FISHING -- The stats are compiled: Indeed, Ringold-area steelhead fishing was slow in January, but the fishing on that stretchof the Columbia should pick up in February, biologists say.
Paul Hoffarth, Washington Fish and Wildlife Department fisheries biologist in the Tri-Cities posted this report on the past two months based on estimates from staff creel surveys.
December: 1,151 anglers fished for steelhead in the Hanford Reach (Hwy 395 to Hanford), 314 anglers interviewed had 66 steelhead.
January: 131 steelhead were caught including 78 hatchery steelhead that were harvested. Catch and harvest was well below January of 2015, when 287 steelhead were caught and 187 hatchery fish were kept.
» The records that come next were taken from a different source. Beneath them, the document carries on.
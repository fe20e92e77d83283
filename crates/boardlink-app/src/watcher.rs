//! Feed file watcher
//!
//! Watches a directory of JSON feed files (agent port listing, IoT device
//! listing, sketch metadata) and republishes each file into a [`FeedHub`]
//! when it changes. Touching a file without changing it re-emits the feed.

use std::path::{Path, PathBuf};
use std::sync::Arc;
use std::time::Duration;

use notify::RecursiveMode;
use notify_debouncer_full::{new_debouncer, DebounceEventResult};

use boardlink_core::prelude::*;
use boardlink_core::SketchMetadata;
use boardlink_feeds::{parse_agent_ports, parse_iot_devices, FeedHub};

use crate::config::WatchSettings;

/// Default debounce duration in milliseconds
pub const DEFAULT_DEBOUNCE_MS: u64 = 300;

/// Which feed a file carries
#[derive(Debug, Clone, Copy, PartialEq, Eq)]
pub enum FeedFile {
    Ports,
    Iot,
    Sketch,
}

/// Configuration for the feed watcher
#[derive(Debug, Clone)]
pub struct WatcherConfig {
    pub ports_file: String,
    pub iot_file: String,
    pub sketch_file: String,
    pub debounce: Duration,
}

impl Default for WatcherConfig {
    fn default() -> Self {
        Self::from_settings(&WatchSettings::default())
    }
}

impl WatcherConfig {
    pub fn new() -> Self {
        Self::default()
    }

    pub fn from_settings(settings: &WatchSettings) -> Self {
        Self {
            ports_file: settings.ports_file.clone(),
            iot_file: settings.iot_file.clone(),
            sketch_file: settings.sketch_file.clone(),
            debounce: Duration::from_millis(settings.debounce_ms),
        }
    }

    /// Set debounce duration in milliseconds
    pub fn with_debounce_ms(mut self, ms: u64) -> Self {
        self.debounce = Duration::from_millis(ms);
        self
    }

    /// Feed carried by a file name, if any
    pub fn classify(&self, path: &Path) -> Option<FeedFile> {
        let name = path.file_name()?.to_str()?;
        if name == self.ports_file {
            Some(FeedFile::Ports)
        } else if name == self.iot_file {
            Some(FeedFile::Iot)
        } else if name == self.sketch_file {
            Some(FeedFile::Sketch)
        } else {
            None
        }
    }

    fn files(&self) -> [(FeedFile, &str); 3] {
        [
            (FeedFile::Ports, self.ports_file.as_str()),
            (FeedFile::Iot, self.iot_file.as_str()),
            (FeedFile::Sketch, self.sketch_file.as_str()),
        ]
    }
}

/// Read one feed file and publish its content
///
/// A missing sketch file publishes "still loading"; other missing files
/// are skipped.
pub fn load_feed_file(kind: FeedFile, path: &Path, hub: &FeedHub) -> Result<()> {
    if !path.exists() {
        if kind == FeedFile::Sketch {
            hub.publish_metadata(None);
        }
        debug!("Feed file {} not present", path.display());
        return Ok(());
    }

    let content = std::fs::read_to_string(path)
        .context(format!("Failed to read feed file {}", path.display()))?;

    match kind {
        FeedFile::Ports => hub.publish_port_snapshot(parse_agent_ports(&content)?),
        FeedFile::Iot => hub.publish_iot(parse_iot_devices(&content)?),
        FeedFile::Sketch => {
            let metadata: SketchMetadata = serde_json::from_str(&content)?;
            hub.publish_metadata(Some(metadata));
        }
    }
    trace!("Published {:?} feed from {}", kind, path.display());
    Ok(())
}

/// Watches a feed directory and publishes into a hub
pub struct FeedWatcher {
    feed_dir: PathBuf,
    config: WatcherConfig,
    hub: Arc<FeedHub>,
    /// Handle to stop the watcher
    stop_tx: Option<tokio::sync::oneshot::Sender<()>>,
}

impl FeedWatcher {
    pub fn new(feed_dir: PathBuf, config: WatcherConfig, hub: Arc<FeedHub>) -> Self {
        Self {
            feed_dir,
            config,
            hub,
            stop_tx: None,
        }
    }

    /// Publish every feed file once; unreadable files are logged and skipped
    pub fn load_all(&self) {
        for (kind, file) in self.config.files() {
            let path = self.feed_dir.join(file);
            if let Err(e) = load_feed_file(kind, &path, &self.hub) {
                warn!("Skipping {}: {}", path.display(), e);
            }
        }
    }

    /// Start watching for feed file changes
    pub fn start(&mut self) -> Result<()> {
        if self.is_running() {
            return Err(Error::watcher("Watcher is already running"));
        }
        if !self.feed_dir.is_dir() {
            return Err(Error::watcher(format!(
                "Feed directory does not exist: {}",
                self.feed_dir.display()
            )));
        }

        let feed_dir = self.feed_dir.clone();
        let config = self.config.clone();
        let hub = self.hub.clone();
        let (stop_tx, stop_rx) = tokio::sync::oneshot::channel();

        self.stop_tx = Some(stop_tx);

        tokio::task::spawn_blocking(move || {
            Self::run_watcher(feed_dir, config, hub, stop_rx);
        });

        Ok(())
    }

    /// Stop the feed watcher
    pub fn stop(&mut self) {
        if let Some(tx) = self.stop_tx.take() {
            let _ = tx.send(());
        }
    }

    pub fn is_running(&self) -> bool {
        self.stop_tx.is_some()
    }

    fn run_watcher(
        feed_dir: PathBuf,
        config: WatcherConfig,
        hub: Arc<FeedHub>,
        mut stop_rx: tokio::sync::oneshot::Receiver<()>,
    ) {
        let handler_config = config.clone();

        let debouncer_result = new_debouncer(
            config.debounce,
            None,
            move |result: DebounceEventResult| match result {
                Ok(events) => {
                    let mut changed: Vec<(FeedFile, PathBuf)> = Vec::new();
                    for path in events.iter().flat_map(|event| event.paths.iter()) {
                        if let Some(kind) = handler_config.classify(path) {
                            if !changed.iter().any(|(k, _)| *k == kind) {
                                changed.push((kind, path.clone()));
                            }
                        }
                    }

                    for (kind, path) in changed {
                        debug!("Feed file changed: {}", path.display());
                        if let Err(e) = load_feed_file(kind, &path, &hub) {
                            warn!("Failed to load {}: {}", path.display(), e);
                        }
                    }
                }
                Err(errors) => {
                    for error in errors {
                        warn!("Feed watcher error: {:?}", error);
                    }
                }
            },
        );

        let mut debouncer = match debouncer_result {
            Ok(d) => d,
            Err(e) => {
                error!("Failed to create feed watcher: {}", e);
                return;
            }
        };

        if let Err(e) = debouncer.watch(&feed_dir, RecursiveMode::NonRecursive) {
            error!("Failed to watch {}: {}", feed_dir.display(), e);
            return;
        }
        info!("Watching feeds in {}", feed_dir.display());

        loop {
            match stop_rx.try_recv() {
                Ok(()) | Err(tokio::sync::oneshot::error::TryRecvError::Closed) => {
                    info!("Feed watcher stopping");
                    break;
                }
                Err(tokio::sync::oneshot::error::TryRecvError::Empty) => {
                    std::thread::sleep(Duration::from_millis(100));
                }
            }
        }
    }
}

impl Drop for FeedWatcher {
    fn drop(&mut self) {
        self.stop();
    }
}

#[cfg(test)]
mod tests {
    use super::*;

    const PORTS_JSON: &str = r#"[
        {
            "portName": "/dev/cu.usbmodem21201",
            "productId": "0x0043",
            "vendorId": "0x2341",
            "serialNumber": "954323132383515092E1",
            "isOpen": true,
            "board": { "fqbn": "arduino:avr:uno", "name": "Arduino Uno" }
        }
    ]"#;

    #[test]
    fn test_watcher_config_default() {
        let config = WatcherConfig::default();
        assert_eq!(config.debounce, Duration::from_millis(DEFAULT_DEBOUNCE_MS));
        assert_eq!(config.ports_file, "ports.json");
    }

    #[test]
    fn test_watcher_config_builder() {
        let config = WatcherConfig::new().with_debounce_ms(1000);
        assert_eq!(config.debounce, Duration::from_millis(1000));
    }

    #[test]
    fn test_classify() {
        let config = WatcherConfig::default();
        assert_eq!(config.classify(Path::new("/feeds/ports.json")), Some(FeedFile::Ports));
        assert_eq!(config.classify(Path::new("/feeds/iot.json")), Some(FeedFile::Iot));
        assert_eq!(config.classify(Path::new("sketch.json")), Some(FeedFile::Sketch));
        assert_eq!(config.classify(Path::new("/feeds/notes.txt")), None);
    }

    #[test]
    fn test_load_ports_publishes_devices_and_busy() {
        let dir = tempfile::tempdir().unwrap();
        let path = dir.path().join("ports.json");
        std::fs::write(&path, PORTS_JSON).unwrap();
        let hub = FeedHub::new();
        let mut rx = hub.subscribe();

        load_feed_file(FeedFile::Ports, &path, &hub).unwrap();

        assert_eq!(hub.ports().len(), 1);
        assert_eq!(hub.ports()[0].fqbn.as_deref(), Some("arduino:avr:uno"));
        assert_eq!(rx.busy.borrow_and_update().len(), 1);
    }

    #[test]
    fn test_load_sketch_metadata() {
        let dir = tempfile::tempdir().unwrap();
        let path = dir.path().join("sketch.json");
        std::fs::write(&path, r#"{"fqbn": "arduino:avr:uno", "boardName": "Arduino Uno"}"#)
            .unwrap();
        let hub = FeedHub::new();

        load_feed_file(FeedFile::Sketch, &path, &hub).unwrap();

        let metadata = hub.metadata().unwrap();
        assert_eq!(metadata.fqbn.as_deref(), Some("arduino:avr:uno"));
        assert_eq!(metadata.board_name.as_deref(), Some("Arduino Uno"));
    }

    #[test]
    fn test_missing_sketch_file_means_loading() {
        let dir = tempfile::tempdir().unwrap();
        let hub = FeedHub::new();
        hub.publish_metadata(Some(SketchMetadata::default()));

        load_feed_file(FeedFile::Sketch, &dir.path().join("sketch.json"), &hub).unwrap();

        assert!(hub.metadata().is_none());
    }

    #[test]
    fn test_invalid_iot_file_is_an_error() {
        let dir = tempfile::tempdir().unwrap();
        let path = dir.path().join("iot.json");
        std::fs::write(&path, "not json").unwrap();

        assert!(load_feed_file(FeedFile::Iot, &path, &FeedHub::new()).is_err());
    }

    #[tokio::test]
    async fn test_watcher_missing_dir_error() {
        let mut watcher = FeedWatcher::new(
            PathBuf::from("/nonexistent/boardlink/feeds"),
            WatcherConfig::default(),
            Arc::new(FeedHub::new()),
        );
        assert!(watcher.start().is_err());
        assert!(!watcher.is_running());
    }

    #[tokio::test]
    async fn test_watcher_double_start_error() {
        let dir = tempfile::tempdir().unwrap();
        let mut watcher = FeedWatcher::new(
            dir.path().to_path_buf(),
            WatcherConfig::default(),
            Arc::new(FeedHub::new()),
        );

        assert!(watcher.start().is_ok());
        assert!(watcher.is_running());
        assert!(watcher.start().is_err());

        watcher.stop();
        assert!(!watcher.is_running());
    }

    #[tokio::test]
    async fn test_watcher_publishes_changes() {
        let dir = tempfile::tempdir().unwrap();
        let hub = Arc::new(FeedHub::new());
        let mut rx = hub.subscribe();
        let mut watcher = FeedWatcher::new(
            dir.path().to_path_buf(),
            WatcherConfig::new().with_debounce_ms(50),
            hub.clone(),
        );
        watcher.start().unwrap();
        // Give the blocking watcher time to register
        tokio::time::sleep(Duration::from_millis(200)).await;

        std::fs::write(dir.path().join("ports.json"), PORTS_JSON).unwrap();

        tokio::time::timeout(Duration::from_secs(5), rx.ports.changed())
            .await
            .expect("ports should be republished")
            .unwrap();
        assert_eq!(rx.ports.borrow_and_update().len(), 1);
        watcher.stop();
    }
}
But the 2016 January catch is only slightly lower than the 10-year average (catch=150, harvest=94).
This season: 4,686 anglers have fished for steelhead in the Hanford Reach catching 1,191 steelhead and harvesting 872 hatchery steelhead.
Anglers fishing in the Columbia River near Ringold Springs Hatchery averaged 21.4 hours per steelhead during the month of January. Boat anglers had the best catch per hour at 13 hours of fishing per steelhead. 82% of the steelhead landed have been clipped hatchery origin steelhead.
Fishing was very slow in January but should pick up by late February, Hoffarth said.